By Carol R. Sternhell

Mark Ptashne, lecturer in Biochemistry and Molecular Biology and a proponent of the anti-war resolution passed at Tuesday's Faculty meeting, said last night that the resolution never would have passed "if everyone knew what they were voting for."

"The Faculty meeting was very bizarre," Ptashne told members of the student Mobilization Committee (SMC). "It looks like a victory, but we came very close to losing. Most Faculty members simply do not want to overthrow the ordinary niceties and express political opinion on the floor of a Faculty meeting."

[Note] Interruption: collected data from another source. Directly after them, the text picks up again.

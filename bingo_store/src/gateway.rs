use bingo::{Board, BoardId, Username};
use chrono::Utc;

use crate::PersistenceError;

/// How many public boards are listed by default.
pub const PUBLIC_BOARDS_LIMIT: usize = 50;

/// Loads and stores boards.
///
/// Whether the boards live in memory, on disk or in a remote document store is
/// up to the implementation. Nothing is retried here; callers decide what to do
/// with a [`PersistenceError`].
pub trait BoardGateway {
    /// All boards owned by this user, oldest first.
    fn load_boards_for_owner(&self, owner: &Username) -> Result<Vec<Board>, PersistenceError>;

    fn load_board(&self, id: &BoardId) -> Result<Board, PersistenceError>;

    /// Boards shared by any user, newest first, at most `limit` of them.
    fn load_public_boards(&self, limit: usize) -> Result<Vec<Board>, PersistenceError>;

    /// Creates or updates a board, depending on whether it has an id.
    ///
    /// Returns the board as it was stored, which always has an id and timestamps.
    fn save_board(&mut self, board: &Board) -> Result<Board, PersistenceError>;
}

/// Assigns an id to a new board and stamps the save time.
pub(crate) fn prepare_for_save(board: &Board) -> (BoardId, Board) {
    let now = Utc::now();
    let mut stored = board.clone();
    let id = stored.id.get_or_insert_with(BoardId::generate).clone();
    stored.created_at.get_or_insert(now);
    stored.updated_at = Some(now);
    (id, stored)
}

pub(crate) fn sort_oldest_first(boards: &mut [Board]) {
    boards.sort_by(|a, b| (a.created_at, &a.id).cmp(&(b.created_at, &b.id)));
}

pub(crate) fn sort_newest_first(boards: &mut [Board]) {
    boards.sort_by(|a, b| (b.created_at, &b.id).cmp(&(a.created_at, &a.id)));
}
//! Bingo boards: a 5×5 grid of custom text cells around a free center cell,
//! and detection of a fully marked row, column or diagonal.

pub use board::*;
pub use document::*;
pub use errors::*;
pub use identifiers::*;
pub use marks::*;
pub use visualization::*;
pub use win::*;

#[cfg(test)]
mod arbitrary;
mod board;
mod document;
mod errors;
mod identifiers;
mod marks;
mod visualization;
mod win;
/// The error type for turning a stored [`BoardDocument`](crate::BoardDocument) back into a
/// [`Board`](crate::Board).
///
/// Corrupt documents are reported instead of being replaced by a blank board,
/// so the caller can decide whether to retry, skip, or start over.
#[derive(Clone, Debug, PartialEq, Eq)]
pub enum MalformedBoardData {
    MissingTitle,
    WrongRowCount {
        found: usize,
    },
    WrongColumnCount {
        row: usize,
        found: usize,
    },
    InvalidColumnKey {
        row: usize,
        key: String,
    },
    DuplicateColumn {
        row: usize,
        col: usize,
    },
    MissingCellField {
        row: usize,
        col: usize,
        field: &'static str,
    },
    FreeCellAltered,
    InvalidOwner,
}

impl std::error::Error for MalformedBoardData {}

impl std::fmt::Display for MalformedBoardData {
    fn fmt(&self, f: &mut std::fmt::Formatter<'_>) -> std::fmt::Result {
        match self {
            MalformedBoardData::MissingTitle => write!(f, "Board has no title"),
            MalformedBoardData::WrongRowCount { found } => write!(
                f,
                "Board has {} rows, expected {}",
                found,
                crate::BOARD_SIZE
            ),
            MalformedBoardData::WrongColumnCount { row, found } => write!(
                f,
                "Row {} has {} cells, expected {}",
                row,
                found,
                crate::BOARD_SIZE
            ),
            MalformedBoardData::InvalidColumnKey { row, key } => {
                write!(f, "Row {} has a cell under the invalid key {:?}", row, key)
            }
            MalformedBoardData::DuplicateColumn { row, col } => {
                write!(f, "Row {} has more than one cell for column {}", row, col)
            }
            MalformedBoardData::MissingCellField { row, col, field } => {
                write!(f, "Cell ({}, {}) is missing its {}", row, col, field)
            }
            MalformedBoardData::FreeCellAltered => write!(
                f,
                "The center cell must be \"{}\" and marked",
                crate::FREE_TITLE
            ),
            MalformedBoardData::InvalidOwner => write!(f, "Board has an invalid owner"),
        }
    }
}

Ptashne accused the Faculty-which passed his resolution condemning the Vietnam war but did not pass a milder resolution supporting the Moratorium until it was considerably modified-of having no understanding of the meaning of the two proposals.

Amazing

"The amazing thing is how they could accept our statement and reject a moderate statement supporting the day of protest," Ptashne said. (The Faculty amended the original Moratorium resolution-proposed by Everett I. Mendelsohn, professor of the History of Science-to say that the Faculty "recognizes that October 15 is a day of protest" rather than "affirms its support of the day of protest.")

"You have no idea how many people want to be the first to say that they're against the war." Ptashne said. "The problem is that they have trouble saying it on the floor of the Faculty. Their solution was to hold a convocation instead."

Ptashne outlined to the crowd of about 100 what he understood to be the basic strategy of the Faculty meeting. "It firstseemed logical that they would either let the Mendelsohn motion through since it was so weak and then recess or else recess immediately," he said. "Instead they amended Mendelsohn's motion so that it was apolitical.

"Then it seemed that they would either amend Mendelsohn's motion and recess or, if the amendment failed, recess immediately," Ptashne continued. "That would have been rational. But what actually happened was that Mendelsohn gave a strong speech, stressing that the Moratorium was a political and moral matter that should be discussed at the meeting. Our opposition panicked.

"Because that amendment passed we thought we were lost," Ptashne said. But at 5:45 p.m., when Seymour Martin Lipset, professor of Government and Social Relations, moved for a 15-minute recess, "no one understood the strategy." By 6 p.m. at a Faculty meeting, Ptashne said, no one is really concentrating- "you have to keep mainlining dexedrine to keep awake."

The recess lost by a vote of 214-215. "There's at most 10 per cent accuracy in such a count." Ptashne said. "If anyone on their side had called for a recount we probably couldn't have voted on the war. But President Pusey called the question. The final effect was just what we wanted, a ringing declaration."

Ptashne called the arguments of those favoring a convocation "ridiculous and amazing." "But people are not going to risk what they perceive to be the protective situation they find themselves in," he said.

"I must admit that I find much more clear thinking and commitment among students than among the Faculty," he added.